[[ INPUT MATERIAL, beginning ]]

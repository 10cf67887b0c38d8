//! Phase-dependent controls.
//!
//! Maps `(phase, role)` to the actions and editability a view should offer.
//! This is advisory: the room service enforces permissions on its side.

#[cfg(test)]
#[path = "phase_view_test.rs"]
mod phase_view_test;

use crate::net::codec::Command;
use crate::net::types::{Phase, Role};

/// A host-only control.
#[derive(Clone, Copy, Debug, PartialEq, Eq, Hash)]
pub enum HostAction {
    /// Re-request the session phase.
    RefreshSession,
    /// Reload the curated item list.
    LoadItems,
    /// WAITING -> STARTING.
    OpenSelection,
    /// Begin (or resume) rating.
    StartTasting,
    /// IN_PROGRESS -> STARTING to revise the item list.
    ReturnToSelection,
    /// IN_PROGRESS -> FINISHED.
    FinishTasting,
    /// Request the aggregate and per-participant results.
    LoadResults,
}

impl HostAction {
    /// Commands the action sends, in order.
    #[must_use]
    pub fn commands(self) -> Vec<Command> {
        match self {
            Self::RefreshSession => vec![Command::GetRoomState],
            Self::LoadItems => vec![Command::LoadItems],
            Self::OpenSelection | Self::ReturnToSelection => vec![Command::ChangePhase(Phase::Starting)],
            Self::StartTasting => vec![Command::ChangePhase(Phase::InProgress)],
            Self::FinishTasting => vec![Command::ChangePhase(Phase::Finished)],
            Self::LoadResults => vec![Command::GetUserRatings, Command::GetFinalRatings],
        }
    }
}

#[derive(Debug, Clone, Copy, PartialEq, Eq, thiserror::Error)]
pub enum ActionError {
    #[error("only the host can do that")]
    NotHost,
    #[error("{action:?} is not available while {phase}")]
    Unavailable { action: HostAction, phase: Phase },
}

/// What a view should enable for one `(phase, role)` pair.
#[derive(Clone, Debug, Default, PartialEq, Eq)]
pub struct Controls {
    pub host_actions: Vec<HostAction>,
    /// The curated list can be changed (host, STARTING).
    pub items_editable: bool,
    /// The participant's own draft can be edited.
    pub draft_editable: bool,
    /// Stepping through items is offered.
    pub can_navigate_items: bool,
    pub show_results: bool,
}

#[derive(Clone, Copy, Debug, PartialEq, Eq)]
pub struct PhaseView {
    pub phase: Phase,
    pub role: Role,
}

impl PhaseView {
    #[must_use]
    pub fn new(phase: Phase, role: Role) -> Self {
        Self { phase, role }
    }

    #[must_use]
    pub fn controls(self) -> Controls {
        Controls {
            host_actions: if self.role.is_host() { host_actions(self.phase) } else { Vec::new() },
            items_editable: self.role.is_host() && self.phase == Phase::Starting,
            draft_editable: self.phase == Phase::InProgress,
            can_navigate_items: self.phase == Phase::InProgress,
            show_results: self.phase == Phase::Finished,
        }
    }

    #[must_use]
    pub fn is_enabled(self, action: HostAction) -> bool {
        self.role.is_host() && host_actions(self.phase).contains(&action)
    }

    /// Commands for `action` if the local participant may issue it now.
    ///
    /// # Errors
    ///
    /// [`ActionError::NotHost`] for members, [`ActionError::Unavailable`] when
    /// the phase does not offer the action.
    pub fn authorize(self, action: HostAction) -> Result<Vec<Command>, ActionError> {
        if !self.role.is_host() {
            return Err(ActionError::NotHost);
        }
        if !self.is_enabled(action) {
            return Err(ActionError::Unavailable { action, phase: self.phase });
        }
        Ok(action.commands())
    }
}

fn host_actions(phase: Phase) -> Vec<HostAction> {
    let mut actions = vec![HostAction::RefreshSession];
    match phase {
        Phase::Waiting => actions.extend([HostAction::LoadItems, HostAction::OpenSelection, HostAction::StartTasting]),
        Phase::Starting => actions.extend([HostAction::LoadItems, HostAction::StartTasting]),
        Phase::InProgress => {
            actions.extend([HostAction::LoadItems, HostAction::ReturnToSelection, HostAction::FinishTasting]);
        }
        Phase::Finished => actions.push(HostAction::LoadResults),
    }
    actions
}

[[ INPUT MATERIAL, end ]]

### YOUR TASK
With nothing added or left out, print the data again.

### SOLUTION TO THE EXERCISE
repository 10cf67887b0c38d8
//! Phase-dependent controls.
//!
//! Maps `(phase, role)` to the actions and editability a view should offer.
//! This is advisory: the room service enforces permissions on its side.

#[cfg(test)]
#[path = "phase_view_test.rs"]
mod phase_view_test;

use crate::net::codec::Command;
use crate::net::types::{Phase, Role};

/// A host-only control.
#[derive(Clone, Copy, Debug, PartialEq, Eq, Hash)]
pub enum HostAction {
    /// Re-request the session phase.
    RefreshSession,
    /// Reload the curated item list.
    LoadItems,
    /// WAITING -> STARTING.
    OpenSelection,
    /// Begin (or resume) rating.
    StartTasting,
    /// IN_PROGRESS -> STARTING to revise the item list.
    ReturnToSelection,
    /// IN_PROGRESS -> FINISHED.
    FinishTasting,
    /// Request the aggregate and per-participant results.
    LoadResults,
}

impl HostAction {
    /// Commands the action sends, in order.
    #[must_use]
    pub fn commands(self) -> Vec<Command> {
        match self {
            Self::RefreshSession => vec![Command::GetRoomState],
            Self::LoadItems => vec![Command::LoadItems],
            Self::OpenSelection | Self::ReturnToSelection => vec![Command::ChangePhase(Phase::Starting)],
            Self::StartTasting => vec![Command::ChangePhase(Phase::InProgress)],
            Self::FinishTasting => vec![Command::ChangePhase(Phase::Finished)],
            Self::LoadResults => vec![Command::GetUserRatings, Command::GetFinalRatings],
        }
    }
}

#[derive(Debug, Clone, Copy, PartialEq, Eq, thiserror::Error)]
pub enum ActionError {
    #[error("only the host can do that")]
    NotHost,
    #[error("{action:?} is not available while {phase}")]
    Unavailable { action: HostAction, phase: Phase },
}

/// What a view should enable for one `(phase, role)` pair.
#[derive(Clone, Debug, Default, PartialEq, Eq)]
pub struct Controls {
    pub host_actions: Vec<HostAction>,
    /// The curated list can be changed (host, STARTING).
    pub items_editable: bool,
    /// The participant's own draft can be edited.
    pub draft_editable: bool,
    /// Stepping through items is offered.
    pub can_navigate_items: bool,
    pub show_results: bool,
}

#[derive(Clone, Copy, Debug, PartialEq, Eq)]
pub struct PhaseView {
    pub phase: Phase,
    pub role: Role,
}

impl PhaseView {
    #[must_use]
    pub fn new(phase: Phase, role: Role) -> Self {
        Self { phase, role }
    }

    #[must_use]
    pub fn controls(self) -> Controls {
        Controls {
            host_actions: if self.role.is_host() { host_actions(self.phase) } else { Vec::new() },
            items_editable: self.role.is_host() && self.phase == Phase::Starting,
            draft_editable: self.phase == Phase::InProgress,
            can_navigate_items: self.phase == Phase::InProgress,
            show_results: self.phase == Phase::Finished,
        }
    }

    #[must_use]
    pub fn is_enabled(self, action: HostAction) -> bool {
        self.role.is_host() && host_actions(self.phase).contains(&action)
    }

    /// Commands for `action` if the local participant may issue it now.
    ///
    /// # Errors
    ///
    /// [`ActionError::NotHost`] for members, [`ActionError::Unavailable`] when
    /// the phase does not offer the action.
    pub fn authorize(self, action: HostAction) -> Result<Vec<Command>, ActionError> {
        if !self.role.is_host() {
            return Err(ActionError::NotHost);
        }
        if !self.is_enabled(action) {
            return Err(ActionError::Unavailable { action, phase: self.phase });
        }
        Ok(action.commands())
    }
}

fn host_actions(phase: Phase) -> Vec<HostAction> {
    let mut actions = vec![HostAction::RefreshSession];
    match phase {
        Phase::Waiting => actions.extend([HostAction::LoadItems, HostAction::OpenSelection, HostAction::StartTasting]),
        Phase::Starting => actions.extend([HostAction::LoadItems, HostAction::StartTasting]),
        Phase::InProgress => {
            actions.extend([HostAction::LoadItems, HostAction::ReturnToSelection, HostAction::FinishTasting]);
        }
        Phase::Finished => actions.push(HostAction::LoadResults),
    }
    actions
}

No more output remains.